How do the lines below between the ones holding "use crate::phases::Outcome;" and "impl From<GameSetup> for", inclusive, read? Give them again exactly, with no other lines.

****************************************

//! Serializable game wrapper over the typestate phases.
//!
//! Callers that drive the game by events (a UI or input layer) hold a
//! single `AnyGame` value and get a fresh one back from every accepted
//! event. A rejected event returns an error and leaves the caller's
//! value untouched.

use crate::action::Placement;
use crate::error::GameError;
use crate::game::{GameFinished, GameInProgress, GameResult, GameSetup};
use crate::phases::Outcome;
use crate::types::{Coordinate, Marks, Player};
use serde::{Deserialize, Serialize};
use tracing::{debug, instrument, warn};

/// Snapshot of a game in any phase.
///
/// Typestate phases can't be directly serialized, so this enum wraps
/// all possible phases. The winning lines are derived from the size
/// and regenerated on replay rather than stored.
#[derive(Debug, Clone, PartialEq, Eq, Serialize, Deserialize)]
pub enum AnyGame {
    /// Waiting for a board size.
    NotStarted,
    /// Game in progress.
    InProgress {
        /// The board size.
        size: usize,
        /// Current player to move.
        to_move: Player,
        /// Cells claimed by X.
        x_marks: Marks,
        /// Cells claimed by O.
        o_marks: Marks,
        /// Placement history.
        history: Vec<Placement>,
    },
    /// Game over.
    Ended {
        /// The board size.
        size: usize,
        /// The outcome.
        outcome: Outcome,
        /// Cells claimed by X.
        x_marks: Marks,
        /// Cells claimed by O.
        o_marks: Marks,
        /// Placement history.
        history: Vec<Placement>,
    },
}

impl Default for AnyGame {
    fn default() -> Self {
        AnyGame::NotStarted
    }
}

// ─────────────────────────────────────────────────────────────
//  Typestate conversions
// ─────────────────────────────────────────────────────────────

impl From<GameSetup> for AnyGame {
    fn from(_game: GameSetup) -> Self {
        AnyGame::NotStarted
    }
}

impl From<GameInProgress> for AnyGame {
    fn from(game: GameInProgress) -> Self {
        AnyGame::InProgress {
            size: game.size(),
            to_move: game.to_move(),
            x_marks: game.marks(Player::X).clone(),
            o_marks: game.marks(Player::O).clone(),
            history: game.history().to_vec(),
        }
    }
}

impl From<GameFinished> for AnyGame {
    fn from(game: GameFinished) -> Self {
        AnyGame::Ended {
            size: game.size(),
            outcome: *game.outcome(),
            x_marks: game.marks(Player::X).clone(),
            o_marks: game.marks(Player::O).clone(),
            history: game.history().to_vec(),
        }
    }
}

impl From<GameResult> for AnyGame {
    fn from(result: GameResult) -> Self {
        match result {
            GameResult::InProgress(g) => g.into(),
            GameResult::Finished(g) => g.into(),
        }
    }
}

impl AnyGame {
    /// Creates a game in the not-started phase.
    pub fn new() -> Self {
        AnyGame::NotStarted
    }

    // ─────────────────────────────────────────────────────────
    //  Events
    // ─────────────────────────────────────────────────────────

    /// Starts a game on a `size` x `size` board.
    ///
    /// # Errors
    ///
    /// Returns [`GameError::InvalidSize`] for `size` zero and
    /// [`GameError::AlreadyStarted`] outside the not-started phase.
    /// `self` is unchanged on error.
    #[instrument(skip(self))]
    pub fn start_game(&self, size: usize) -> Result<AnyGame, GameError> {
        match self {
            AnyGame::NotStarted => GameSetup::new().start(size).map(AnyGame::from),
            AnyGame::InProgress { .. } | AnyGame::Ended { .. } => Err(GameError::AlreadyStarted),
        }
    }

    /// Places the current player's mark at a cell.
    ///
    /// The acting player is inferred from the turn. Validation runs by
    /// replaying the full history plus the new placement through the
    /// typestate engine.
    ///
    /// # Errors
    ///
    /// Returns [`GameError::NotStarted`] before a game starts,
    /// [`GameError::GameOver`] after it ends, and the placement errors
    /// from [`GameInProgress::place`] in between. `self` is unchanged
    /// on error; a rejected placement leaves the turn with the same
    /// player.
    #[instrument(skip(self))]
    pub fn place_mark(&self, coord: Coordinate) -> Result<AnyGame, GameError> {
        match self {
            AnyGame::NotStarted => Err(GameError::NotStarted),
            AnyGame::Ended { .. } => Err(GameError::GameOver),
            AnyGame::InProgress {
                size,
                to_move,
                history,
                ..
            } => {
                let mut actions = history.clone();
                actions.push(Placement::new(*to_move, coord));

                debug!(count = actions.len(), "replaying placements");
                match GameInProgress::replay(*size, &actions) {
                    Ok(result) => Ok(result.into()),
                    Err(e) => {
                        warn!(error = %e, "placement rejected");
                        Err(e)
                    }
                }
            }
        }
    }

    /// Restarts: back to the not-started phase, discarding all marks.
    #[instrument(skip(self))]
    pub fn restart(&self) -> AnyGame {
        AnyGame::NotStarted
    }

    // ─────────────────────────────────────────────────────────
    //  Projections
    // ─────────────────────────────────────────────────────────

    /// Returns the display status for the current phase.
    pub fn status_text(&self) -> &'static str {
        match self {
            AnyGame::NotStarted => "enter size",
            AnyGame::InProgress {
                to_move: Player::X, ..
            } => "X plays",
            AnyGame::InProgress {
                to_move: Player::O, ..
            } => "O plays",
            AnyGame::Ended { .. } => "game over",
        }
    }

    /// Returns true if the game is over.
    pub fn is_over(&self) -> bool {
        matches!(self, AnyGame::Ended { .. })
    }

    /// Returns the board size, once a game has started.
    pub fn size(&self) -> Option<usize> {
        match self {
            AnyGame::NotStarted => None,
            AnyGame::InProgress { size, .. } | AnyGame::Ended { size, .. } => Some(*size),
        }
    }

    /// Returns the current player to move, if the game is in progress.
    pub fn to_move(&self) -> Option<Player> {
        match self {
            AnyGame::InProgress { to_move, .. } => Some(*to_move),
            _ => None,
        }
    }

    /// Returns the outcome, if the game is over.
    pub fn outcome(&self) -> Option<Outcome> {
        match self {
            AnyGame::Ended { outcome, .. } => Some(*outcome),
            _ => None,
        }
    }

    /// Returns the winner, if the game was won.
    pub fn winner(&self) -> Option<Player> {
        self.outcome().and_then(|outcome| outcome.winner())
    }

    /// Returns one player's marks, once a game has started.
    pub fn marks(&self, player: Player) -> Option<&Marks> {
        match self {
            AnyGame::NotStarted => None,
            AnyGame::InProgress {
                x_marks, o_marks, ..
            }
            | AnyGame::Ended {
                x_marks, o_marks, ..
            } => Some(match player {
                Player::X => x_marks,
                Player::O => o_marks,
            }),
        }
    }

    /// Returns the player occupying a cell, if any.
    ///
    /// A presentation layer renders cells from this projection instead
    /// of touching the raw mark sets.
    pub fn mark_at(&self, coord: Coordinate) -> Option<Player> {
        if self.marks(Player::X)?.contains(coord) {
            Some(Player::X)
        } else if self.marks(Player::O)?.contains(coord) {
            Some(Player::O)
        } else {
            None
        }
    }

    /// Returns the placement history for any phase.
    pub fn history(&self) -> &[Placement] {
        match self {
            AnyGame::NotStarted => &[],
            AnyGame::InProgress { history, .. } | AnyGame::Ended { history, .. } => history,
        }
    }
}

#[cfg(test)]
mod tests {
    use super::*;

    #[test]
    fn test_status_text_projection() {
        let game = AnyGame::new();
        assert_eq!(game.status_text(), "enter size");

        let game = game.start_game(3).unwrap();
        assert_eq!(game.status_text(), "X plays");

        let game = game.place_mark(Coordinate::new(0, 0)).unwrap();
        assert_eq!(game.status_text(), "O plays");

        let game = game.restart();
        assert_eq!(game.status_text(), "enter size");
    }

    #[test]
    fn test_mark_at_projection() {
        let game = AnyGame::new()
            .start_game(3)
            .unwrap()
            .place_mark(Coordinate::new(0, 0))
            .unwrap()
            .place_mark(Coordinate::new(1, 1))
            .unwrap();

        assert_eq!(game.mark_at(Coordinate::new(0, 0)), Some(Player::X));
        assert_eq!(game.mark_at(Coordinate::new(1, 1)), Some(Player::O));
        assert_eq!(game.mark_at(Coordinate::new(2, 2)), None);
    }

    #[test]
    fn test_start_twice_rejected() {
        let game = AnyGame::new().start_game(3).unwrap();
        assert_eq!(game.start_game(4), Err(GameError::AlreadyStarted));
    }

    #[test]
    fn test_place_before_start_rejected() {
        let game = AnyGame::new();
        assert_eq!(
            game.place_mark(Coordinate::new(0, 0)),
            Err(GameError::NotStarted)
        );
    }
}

****************************************

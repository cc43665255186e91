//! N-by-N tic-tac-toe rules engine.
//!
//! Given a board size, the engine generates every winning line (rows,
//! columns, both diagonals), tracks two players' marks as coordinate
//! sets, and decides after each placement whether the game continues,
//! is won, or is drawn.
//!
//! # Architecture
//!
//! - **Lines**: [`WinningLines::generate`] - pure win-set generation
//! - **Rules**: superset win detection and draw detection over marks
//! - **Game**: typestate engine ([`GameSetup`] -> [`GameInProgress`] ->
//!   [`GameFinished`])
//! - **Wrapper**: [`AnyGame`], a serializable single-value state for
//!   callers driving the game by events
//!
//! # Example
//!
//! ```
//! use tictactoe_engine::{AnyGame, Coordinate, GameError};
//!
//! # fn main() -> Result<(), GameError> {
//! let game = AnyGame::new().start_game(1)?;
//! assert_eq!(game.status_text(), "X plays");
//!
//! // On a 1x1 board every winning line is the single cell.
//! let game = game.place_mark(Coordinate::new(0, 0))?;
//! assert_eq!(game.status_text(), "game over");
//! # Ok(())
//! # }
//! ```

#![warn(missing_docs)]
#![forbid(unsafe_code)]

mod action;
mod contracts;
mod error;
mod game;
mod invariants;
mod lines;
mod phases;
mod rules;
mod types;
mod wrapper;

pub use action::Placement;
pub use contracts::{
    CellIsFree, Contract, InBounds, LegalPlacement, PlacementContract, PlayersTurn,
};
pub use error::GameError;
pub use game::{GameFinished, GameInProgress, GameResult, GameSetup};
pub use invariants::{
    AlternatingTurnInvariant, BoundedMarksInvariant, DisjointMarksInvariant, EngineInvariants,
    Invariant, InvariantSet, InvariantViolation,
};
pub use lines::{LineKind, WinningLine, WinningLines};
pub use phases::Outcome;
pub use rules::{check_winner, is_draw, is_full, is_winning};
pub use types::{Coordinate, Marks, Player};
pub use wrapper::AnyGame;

****************************************

» **ANSWER FOR THIS EXERCISE**
use crate::phases::Outcome;
use crate::types::{Coordinate, Marks, Player};
use serde::{Deserialize, Serialize};
use tracing::{debug, instrument, warn};

/// Snapshot of a game in any phase.
///
/// Typestate phases can't be directly serialized, so this enum wraps
/// all possible phases. The winning lines are derived from the size
/// and regenerated on replay rather than stored.
#[derive(Debug, Clone, PartialEq, Eq, Serialize, Deserialize)]
pub enum AnyGame {
    /// Waiting for a board size.
    NotStarted,
    /// Game in progress.
    InProgress {
        /// The board size.
        size: usize,
        /// Current player to move.
        to_move: Player,
        /// Cells claimed by X.
        x_marks: Marks,
        /// Cells claimed by O.
        o_marks: Marks,
        /// Placement history.
        history: Vec<Placement>,
    },
    /// Game over.
    Ended {
        /// The board size.
        size: usize,
        /// The outcome.
        outcome: Outcome,
        /// Cells claimed by X.
        x_marks: Marks,
        /// Cells claimed by O.
        o_marks: Marks,
        /// Placement history.
        history: Vec<Placement>,
    },
}

impl Default for AnyGame {
    fn default() -> Self {
        AnyGame::NotStarted
    }
}

// ─────────────────────────────────────────────────────────────
//  Typestate conversions
// ─────────────────────────────────────────────────────────────

impl From<GameSetup> for AnyGame {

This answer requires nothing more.